By Larry Hicock
July 27, 2012
On Wednesday, the Oakland Zoo, a public institution owned by the City of Oakland, removed a Ten Commandments Monument erected by the Eagles in 1966. Their actions averted a protest organized by the California State Director of American Atheists, East Bay Atheists, and Atheist Advocates of San Francisco.
The protest was organized after Joey Piscitelli contacted me, the California State Director, through the American Atheists web site. Mr. Piscitelli is the Northern California Director of the Survivors Network of those Abused by Priests (SNAP), and an accomplished activist. As a pagan atheist, he formally complained to the Zoo in 2008 after discovering a huge Ten Commandments Monument beside the Snow building at the Zoo. When renting the hall for $3,000 for his daughter’s wedding, Mr. Piscitelli was shown the garden on the right side of the hall and the interior of the building. He did not notice the plaque, which did not stand out in the darkness on the left side of the building. Once he discovered the tablet, it was too late to find another venue. He complained verbally to the administration, only to be informed by a management person that the US Constitution was based on the Ten Commandments. He wrote a complaint letter to the Zoo, but they never replied.
Recently, he decided to rent the venue again, only to discover that the Ten Commandments were still displayed there. He formally complained via email to numerous city officials, and to the Zoo. The only reply he received was from a city attorney. The attorney informed Mr. Piscatelli that the monument was legal based upon a recent Supreme Court decision regarding a similar plaque in Texas. The Texas decision found the Ten Commandments legal because they were originally placed together with other historical displays. At the same time, the Supreme Court found a single Ten Commandment monument on government property in Kentucky illegal; a scenario that mirrors Oakland.

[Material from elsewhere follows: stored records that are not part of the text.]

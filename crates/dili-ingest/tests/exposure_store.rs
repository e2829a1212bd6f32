//! Integration tests for loading exposure files from disk.

use std::io::Write;
use std::path::Path;

use tempfile::NamedTempFile;

use dili_model::GradePoint;

use dili_ingest::{Delimiter, DaySource, ExposureStore, IngestError, IngestOptions};

fn write_file(suffix: &str, content: &str) -> NamedTempFile {
    let mut file = tempfile::Builder::new().suffix(suffix).tempfile().unwrap();
    write!(file, "{}", content).unwrap();
    file
}

const SAMPLE_TSV: &str = "\
patient_no\tsub\tindex_date\tnew_drug_exposure_date\tday\tday_num\tdrug_concept_id\tdrug_name\tgrade
1\tA\t2024-03-01\t2024-03-01\tD1\t1\t1545998\tatorvastatin\t0
1\tA\t2024-03-01\t2024-03-01\tD1\t1\t19019073\tpantoprazole\t0
1\tA\t2024-03-01\t2024-03-03\tD3\t3\t1545998\tatorvastatin\t1
2\tB\t2024-04-10\t2024-04-12\tD3\t3\t\tUnknown\t0
";

#[test]
fn loads_tab_separated_export() {
    let file = write_file(".txt", SAMPLE_TSV);
    let store = ExposureStore::open(file.path(), &IngestOptions::default()).unwrap();

    assert_eq!(store.delimiter(), Some(Delimiter::Tab));
    assert_eq!(store.row_count(), 4);
    assert_eq!(store.patient_ids(), ["1", "2"]);

    let data = store.patient_drug_data("1").unwrap();
    assert_eq!(data.len(), 3);
    assert_eq!(data.days(), [1, 1, 3]);
    assert_eq!(data.names()[1], "pantoprazole");
    assert_eq!(store.frame().width(), 9);

    let grades = store.patient_grades("1").unwrap();
    assert_eq!(grades.len(), 3);
    assert_eq!(grades[2], GradePoint::new(3, 1));
}

#[test]
fn derives_days_from_dates() {
    let file = write_file(".tsv", SAMPLE_TSV);
    let options = IngestOptions::default().with_day_source(DaySource::dates());
    let store = ExposureStore::open(file.path(), &options).unwrap();

    assert_eq!(store.patient_drug_data("1").unwrap().days(), [1, 1, 3]);
    assert_eq!(store.patient_drug_data("2").unwrap().days(), [3]);
}

#[test]
fn loads_comma_file_with_custom_columns() {
    let file = write_file(
        ".csv",
        "subject,concept,drug,study_day\nP1,100,aspirin,0\nP1,,heparin,1\n",
    );
    let options = IngestOptions::default()
        .with_patient_column("subject")
        .with_concept_id_column("concept")
        .with_name_column("drug")
        .with_day_source(DaySource::column("study_day"))
        .with_day_offset(1);
    let store = ExposureStore::open(file.path(), &options).unwrap();

    assert_eq!(store.delimiter(), Some(Delimiter::Comma));
    let entries = store.drug_entries("P1").unwrap();
    assert_eq!(entries.len(), 2);
    assert!(entries[1].concept_id.is_none());
    assert_eq!(store.patient_drug_data("P1").unwrap().days(), [1, 2]);
}

#[test]
fn loads_space_padded_file() {
    let file = write_file(
        ".txt",
        "patient_no  drug_concept_id  drug_name  day_num\n1  100  aspirin  1\n1  200  heparin  2\n",
    );
    let options = IngestOptions::default().with_delimiter(Delimiter::Whitespace);
    let store = ExposureStore::open(file.path(), &options).unwrap();

    assert_eq!(store.row_count(), 2);
    assert_eq!(store.all_drug_entries().len(), 2);
    assert!(store.patient_grades("1").unwrap().is_empty());
}

#[test]
fn skips_rows_without_day() {
    let file = write_file(
        ".csv",
        "patient_no,drug_concept_id,drug_name,day_num\n1,100,aspirin,\n1,200,heparin,2\n",
    );
    let store = ExposureStore::open(file.path(), &IngestOptions::default()).unwrap();

    assert_eq!(store.row_count(), 1);
    assert_eq!(store.skipped_rows(), 1);
    let frame = store.close();
    assert_eq!(frame.height(), 2);
}

#[test]
fn missing_file_is_reported() {
    let err = ExposureStore::open(Path::new("/nonexistent/drugs.txt"), &IngestOptions::default())
        .unwrap_err();
    assert!(matches!(err, IngestError::FileRead { .. }));
}

#[test]
fn header_only_file_cannot_be_detected() {
    let file = write_file(".txt", "patient_no\tdrug_name\n");
    let err = ExposureStore::open(file.path(), &IngestOptions::default()).unwrap_err();
    assert!(matches!(err, IngestError::InsufficientLines { lines: 1 }));
}
//! Seam to the text-generation backend.

use thiserror::Error;

use crate::context::NaranjoContext;

#[derive(Debug, Clone, PartialEq, Eq, Error)]
pub enum ServiceError {
    #[error("reasoning service unavailable: {0}")]
    Unavailable(String),

    #[error("reasoning request failed: {message}")]
    Request { message: String },

    #[error("reasoning service returned an empty response")]
    EmptyResponse,

    #[error("reasoning queue has stopped")]
    Disconnected,
}

/// Backend that answers questions 3-5 for a patient.
///
/// Implementations block; the [`ReasoningQueue`](crate::ReasoningQueue)
/// runs them on its own thread.
pub trait ReasoningService: Send + Sync + 'static {
    fn check_health(&self) -> bool;

    /// Raw reply text, expected to hold a JSON object with an `answers` array.
    fn reason(&self, context: &NaranjoContext) -> Result<String, ServiceError>;
}
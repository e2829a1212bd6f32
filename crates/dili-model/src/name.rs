//! Drug name normalization shared by classification and ratio computation.

/// Marker some extracts use for a drug whose name could not be resolved.
pub const UNKNOWN_NAME: &str = "unknown";

/// Lowercases and trims a drug or ingredient name for comparison.
pub fn normalize_name(raw: &str) -> String {
    raw.trim().to_lowercase()
}

/// True when a normalized name can take part in classification.
///
/// Empty names and the literal `unknown` are excluded everywhere.
pub fn is_usable_name(normalized: &str) -> bool {
    !normalized.is_empty() && normalized != UNKNOWN_NAME
}

/// Normalizes `raw` and returns it only if usable.
pub fn usable_name(raw: &str) -> Option<String> {
    let normalized = normalize_name(raw);
    is_usable_name(&normalized).then_some(normalized)
}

Regardless of legal issues, the City of Oakland should do what is right, rather than basing policies on those found in Texas. Joel Parrot, the President of the Zoo, agrees with us. He told the press that the monument did not belong at the Zoo, even if it was legal. Therefore he had it removed the Wednesday before the scheduled Sunday protest. He stated that the Zoo was already planning to remove the plague. We salute his enlightened perspective, but must point out some conflicting facts.
Why were Mr. Piscitelli’s written complaints ignored? Why was a management person at the zoo so poorly trained that they replied to Joey’s complaint with such extreme theocratic rhetoric? Why did the City of Oakland choose to restrict their reply to Mr. Piscitelli to a poorly researched legal opinion from a city attorney? Is this issue so unimportant that it does not warrant serious legal consideration? Why did the Zoo remain silent on this issue until several days before the protest?